The LLM providers fine tune the models with some kind of information retrieval tasks, but to do so you must provide some non relevant context to bootstrap the session for the long context tasks.

It would be very easy to do this in ways that train the sequence model to treat early history as noisier than it really is, or to weaken its relationship to late context.

You’re also probably stacking more contexts together with long contexts (start with task A, then detour to solving B and C before you can complete A).

Training sequence lengths probably decay super linearly with length creating far fewer samples at long length during training.

reply
It's not just you! Here's a lovely quote from an influential paper, "We offer no explanation as to why these architectures seem to work; we attribute their success, as all else, to divine benevolence." I think people went through a similar phase with steam engines. Lot's of practical engineering and heuristics to explain what works, before the emergence of a solid theoretical foundation (thermodynamics) to explain why.

https://arxiv.org/pdf/2002.05202

reply
This lack of rigour feels a lot like “did you try restarting the computer?
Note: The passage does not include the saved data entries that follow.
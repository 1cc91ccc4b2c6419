//! Augmented-Lagrangian terms.
//!
//! A Lagrangian term wraps a constraint `h` and turns it into a penalty that
//! depends on the current multiplier estimate `(ρ, λ)`:
//!
//! 1. **Equality** (`h = 0`): `λᵀh + ½ρ‖h‖²`
//! 2. **Inequality** (`h ≥ 0`): `(‖max(0, λ − ρh)‖² − ‖λ‖²) / (2ρ)`
//!
//! Both are evaluated row by row. The quadratic model uses the Gauss-Newton
//! curvature `Jᵀ diag(c) J`, where `c` is the second derivative of the
//! penalty with respect to each row of `h`.

use nalgebra::{DMatrix, DVector};
use talos_core::{LagrangianMetrics, Multiplier, ScalarFunctionQuadraticApproximation};

use crate::constraint::{StateConstraint, StateInputConstraint};
use crate::precomputation::PreComputation;

/// Lagrangian term on the state only.
pub trait StateAugmentedLagrangian: Send + Sync {
    fn is_active(&self, _time: f64) -> bool {
        true
    }

    fn value(
        &self,
        time: f64,
        state: &DVector<f64>,
        multiplier: &Multiplier,
        pre_computation: &dyn PreComputation,
    ) -> LagrangianMetrics;

    /// Second-order model of the penalty; input blocks are empty.
    fn quadratic_approximation(
        &self,
        time: f64,
        state: &DVector<f64>,
        multiplier: &Multiplier,
        pre_computation: &dyn PreComputation,
    ) -> ScalarFunctionQuadraticApproximation;
}

/// Lagrangian term coupling state and input.
pub trait StateInputAugmentedLagrangian: Send + Sync {
    fn is_active(&self, _time: f64) -> bool {
        true
    }

    fn value(
        &self,
        time: f64,
        state: &DVector<f64>,
        input: &DVector<f64>,
        multiplier: &Multiplier,
        pre_computation: &dyn PreComputation,
    ) -> LagrangianMetrics;

    fn quadratic_approximation(
        &self,
        time: f64,
        state: &DVector<f64>,
        input: &DVector<f64>,
        multiplier: &Multiplier,
        pre_computation: &dyn PreComputation,
    ) -> ScalarFunctionQuadraticApproximation;
}

// ---------------------------------------------------------------------------
// Penalty
// ---------------------------------------------------------------------------

/// Which side of the constraint is feasible.
#[derive(Clone, Copy, Debug, PartialEq, Eq, Hash)]
pub enum PenaltyKind {
    /// `h = 0`.
    Equality,
    /// `h ≥ 0`.
    Inequality,
}

/// Row-wise penalty value, first and second derivative w.r.t. `h`.
struct RowPenalty {
    value: f64,
    gradient: DVector<f64>,
    curvature: DVector<f64>,
}

impl PenaltyKind {
    /// Evaluate the penalty of `h` under `multiplier`.
    ///
    /// An empty multiplier vector stands for `λ = 0`.
    fn evaluate(self, h: &DVector<f64>, multiplier: &Multiplier) -> RowPenalty {
        let rho = multiplier.penalty;
        let n = h.len();
        let lambda = |i: usize| multiplier.lagrangian.get(i).copied().unwrap_or(0.0);

        let mut value = 0.0;
        let mut gradient = DVector::zeros(n);
        let mut curvature = DVector::zeros(n);
        for i in 0..n {
            let (l, hi) = (lambda(i), h[i]);
            match self {
                Self::Equality => {
                    value += l * hi + 0.5 * rho * hi * hi;
                    gradient[i] = l + rho * hi;
                    curvature[i] = rho;
                }
                Self::Inequality => {
                    if l - rho * hi > 0.0 {
                        value += -l * hi + 0.5 * rho * hi * hi;
                        gradient[i] = -l + rho * hi;
                        curvature[i] = rho;
                    } else if rho > 0.0 {
                        value -= l * l / (2.0 * rho);
                    }
                }
            }
        }
        RowPenalty {
            value,
            gradient,
            curvature,
        }
    }
}

/// `Jᵀ diag(c) K`.
fn weighted_gram(j: &DMatrix<f64>, c: &DVector<f64>, k: &DMatrix<f64>) -> DMatrix<f64> {
    let mut scaled = k.clone();
    for (mut row, &ci) in scaled.row_iter_mut().zip(c.iter()) {
        row *= ci;
    }
    j.transpose() * scaled
}

// ---------------------------------------------------------------------------
// AugmentedLagrangianTerm
// ---------------------------------------------------------------------------

/// Augmented-Lagrangian penalty built on top of a constraint.
///
/// Implements [`StateAugmentedLagrangian`] when `C` is a
/// [`StateConstraint`] and [`StateInputAugmentedLagrangian`] when `C` is a
/// [`StateInputConstraint`].
#[derive(Clone, Debug, PartialEq)]
pub struct AugmentedLagrangianTerm<C> {
    constraint: C,
    kind: PenaltyKind,
}

impl<C> AugmentedLagrangianTerm<C> {
    pub const fn new(constraint: C, kind: PenaltyKind) -> Self {
        Self { constraint, kind }
    }

    pub const fn equality(constraint: C) -> Self {
        Self::new(constraint, PenaltyKind::Equality)
    }

    pub const fn inequality(constraint: C) -> Self {
        Self::new(constraint, PenaltyKind::Inequality)
    }

    pub const fn kind(&self) -> PenaltyKind {
        self.kind
    }

    pub const fn constraint(&self) -> &C {
        &self.constraint
    }
}

impl<C: StateConstraint> StateAugmentedLagrangian for AugmentedLagrangianTerm<C> {
    fn is_active(&self, time: f64) -> bool {
        self.constraint.is_active(time)
    }

    fn value(
        &self,
        time: f64,
        state: &DVector<f64>,
        multiplier: &Multiplier,
        pre_computation: &dyn PreComputation,
    ) -> LagrangianMetrics {
        let h = self.constraint.value(time, state, pre_computation);
        let penalty = self.kind.evaluate(&h, multiplier).value;
        LagrangianMetrics::new(penalty, h)
    }

    fn quadratic_approximation(
        &self,
        time: f64,
        state: &DVector<f64>,
        multiplier: &Multiplier,
        pre_computation: &dyn PreComputation,
    ) -> ScalarFunctionQuadraticApproximation {
        let h = self.constraint.linear_approximation(time, state, pre_computation);
        let p = self.kind.evaluate(&h.f, multiplier);

        let mut approx = ScalarFunctionQuadraticApproximation::zero(state.len(), None);
        approx.f = p.value;
        approx.dfdx = h.dfdx.transpose() * &p.gradient;
        approx.dfdxx = weighted_gram(&h.dfdx, &p.curvature, &h.dfdx);
        approx
    }
}

impl<C: StateInputConstraint> StateInputAugmentedLagrangian for AugmentedLagrangianTerm<C> {
    fn is_active(&self, time: f64) -> bool {
        self.constraint.is_active(time)
    }

    fn value(
        &self,
        time: f64,
        state: &DVector<f64>,
        input: &DVector<f64>,
        multiplier: &Multiplier,
        pre_computation: &dyn PreComputation,
    ) -> LagrangianMetrics {
        let h = self.constraint.value(time, state, input, pre_computation);
        let penalty = self.kind.evaluate(&h, multiplier).value;
        LagrangianMetrics::new(penalty, h)
    }

    fn quadratic_approximation(
        &self,
        time: f64,
        state: &DVector<f64>,
        input: &DVector<f64>,
        multiplier: &Multiplier,
        pre_computation: &dyn PreComputation,
    ) -> ScalarFunctionQuadraticApproximation {
        let h = self.constraint.linear_approximation(time, state, input, pre_computation);
        let p = self.kind.evaluate(&h.f, multiplier);

        ScalarFunctionQuadraticApproximation {
            f: p.value,
            dfdx: h.dfdx.transpose() * &p.gradient,
            dfdu: h.dfdu.transpose() * &p.gradient,
            dfdxx: weighted_gram(&h.dfdx, &p.curvature, &h.dfdx),
            dfdux: weighted_gram(&h.dfdu, &p.curvature, &h.dfdx),
            dfduu: weighted_gram(&h.dfdu, &p.curvature, &h.dfdu),
        }
    }
}

#[cfg(test)]
mod tests {
    use super::*;
    use crate::constraint::{LinearStateConstraint, LinearStateInputConstraint};
    use crate::precomputation::NoPreComputation;
    use approx::assert_relative_eq;

    fn row_constraint(e: f64) -> LinearStateConstraint {
        LinearStateConstraint::new(DVector::from_element(1, e), DMatrix::from_row_slice(1, 2, &[1.0, 0.0]))
    }

    // -- equality --

    #[test]
    fn equality_penalty_value() {
        let term = AugmentedLagrangianTerm::equality(row_constraint(0.0));
        let x = DVector::from_vec(vec![2.0, 5.0]);
        let m = Multiplier::new(4.0, DVector::from_element(1, 0.5));
        let metrics = StateAugmentedLagrangian::value(&term, 0.0, &x, &m, &NoPreComputation);
        // 0.5 * 2 + 0.5 * 4 * 4
        assert_relative_eq!(metrics.penalty, 9.0);
        assert_relative_eq!(metrics.constraint[0], 2.0);
    }

    #[test]
    fn equality_quadratic_model() {
        let term = AugmentedLagrangianTerm::equality(row_constraint(0.0));
        let x = DVector::from_vec(vec![2.0, 5.0]);
        let m = Multiplier::new(4.0, DVector::from_element(1, 0.5));
        let approx = StateAugmentedLagrangian::quadratic_approximation(&term, 0.0, &x, &m, &NoPreComputation);
        assert_relative_eq!(approx.f, 9.0);
        assert_relative_eq!(approx.dfdx[0], 8.5);
        assert_relative_eq!(approx.dfdx[1], 0.0);
        assert_relative_eq!(approx.dfdxx[(0, 0)], 4.0);
        assert_relative_eq!(approx.dfdxx[(1, 1)], 0.0);
        assert_eq!(approx.dfdu.len(), 0);
    }

    #[test]
    fn empty_multiplier_means_zero_lambda() {
        let term = AugmentedLagrangianTerm::equality(row_constraint(1.0));
        let x = DVector::zeros(2);
        let m = Multiplier::new(2.0, DVector::zeros(0));
        let metrics = StateAugmentedLagrangian::value(&term, 0.0, &x, &m, &NoPreComputation);
        assert_relative_eq!(metrics.penalty, 1.0);
    }

    // -- inequality --

    #[test]
    fn inactive_inequality_has_no_curvature() {
        // h = 3 (satisfied), λ = 1, ρ = 1 → λ − ρh < 0
        let term = AugmentedLagrangianTerm::inequality(row_constraint(3.0));
        let x = DVector::zeros(2);
        let m = Multiplier::new(1.0, DVector::from_element(1, 1.0));
        let approx = StateAugmentedLagrangian::quadratic_approximation(&term, 0.0, &x, &m, &NoPreComputation);
        assert_relative_eq!(approx.f, -0.5);
        assert_relative_eq!(approx.dfdx.norm(), 0.0);
        assert_relative_eq!(approx.dfdxx.norm(), 0.0);
    }

    #[test]
    fn violated_inequality_matches_closed_form() {
        // h = -1, λ = 1, ρ = 2 → max(0, 1 + 2) = 3 → (9 - 1) / 4 = 2
        let term = AugmentedLagrangianTerm::inequality(row_constraint(-1.0));
        let x = DVector::zeros(2);
        let m = Multiplier::new(2.0, DVector::from_element(1, 1.0));
        let approx = StateAugmentedLagrangian::quadratic_approximation(&term, 0.0, &x, &m, &NoPreComputation);
        assert_relative_eq!(approx.f, 2.0);
        assert_relative_eq!(approx.dfdx[0], -3.0);
        assert_relative_eq!(approx.dfdxx[(0, 0)], 2.0);
    }

    #[test]
    fn zero_penalty_inequality_is_finite() {
        let term = AugmentedLagrangianTerm::inequality(row_constraint(1.0));
        let m = Multiplier::zero(0.0, 1);
        let metrics = StateAugmentedLagrangian::value(&term, 0.0, &DVector::zeros(2), &m, &NoPreComputation);
        assert_eq!(metrics.penalty, 0.0);
    }

    // -- state-input --

    #[test]
    fn state_input_term_couples_blocks() {
        let con = LinearStateInputConstraint::new(
            DVector::zeros(1),
            DMatrix::from_row_slice(1, 2, &[1.0, 0.0]),
            DMatrix::from_row_slice(1, 1, &[2.0]),
        );
        let term = AugmentedLagrangianTerm::equality(con);
        let x = DVector::from_vec(vec![1.0, 0.0]);
        let u = DVector::from_vec(vec![1.0]);
        let m = Multiplier::new(1.0, DVector::zeros(1));
        let approx =
            StateInputAugmentedLagrangian::quadratic_approximation(&term, 0.0, &x, &u, &m, &NoPreComputation);
        // h = 3, f = 4.5, dfdh = 3
        assert_relative_eq!(approx.f, 4.5);
        assert_relative_eq!(approx.dfdu[0], 6.0);
        assert_relative_eq!(approx.dfdux[(0, 0)], 2.0);
        assert_relative_eq!(approx.dfduu[(0, 0)], 4.0);
        assert_eq!(approx.dfdux.shape(), (1, 2));
    }
}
Most of the time, others tried restarting the computer and it works”
reply
first of all, LLM-assisted coding is less than 3 years old. 3 years ago all we had was GPT-4 with 8192 token context, which wasn't enough for most things.

and second of all...

>Any shared sense of rigour is just completely torpedoed by the LLM world, particularly the cloud LLM world it seems, and we are reduced to cargo culting. Nobody is any more right or wrong than anyone else.

what "sense of rigour"? it's way too soon to put those rose-tinted glasses on.

reply
>what "sense of rigour"? it's way too soon to put those rose-tinted glasses on.

I don't think OP is claiming that prior to LLM coding everything in the software development world was super rigorous (I assume that's effectively what you mean with the "rose-tinted glasses" comment). But rigor was actually possible and in a deterministic way too, which is fundamentally impossible with LLMs. You can build all kinds of guardrails and processes around LLMs that make it somewhat approach rigor again, but it's still fundamentally based on a bunch of statistical probabilities instead of deterministic, repeatable results.

All of the methods I see to mitigate the fundamental and inherent issues of LLMs seem roughly equivalent to the kind of crap you see in astrology groups or palm reading etc. You need Venus and Mercury to be in alignment while Mars is retrograde if you want to be able to get the right results from your token predictor.

reply
Astrology? And I thought I was being overly harsh with the 3D printing comparison ;-)
reply
Aren’t human coders non-deterministic? There’s no guarantee two people with otherwise identical levels of experience will always write identical code.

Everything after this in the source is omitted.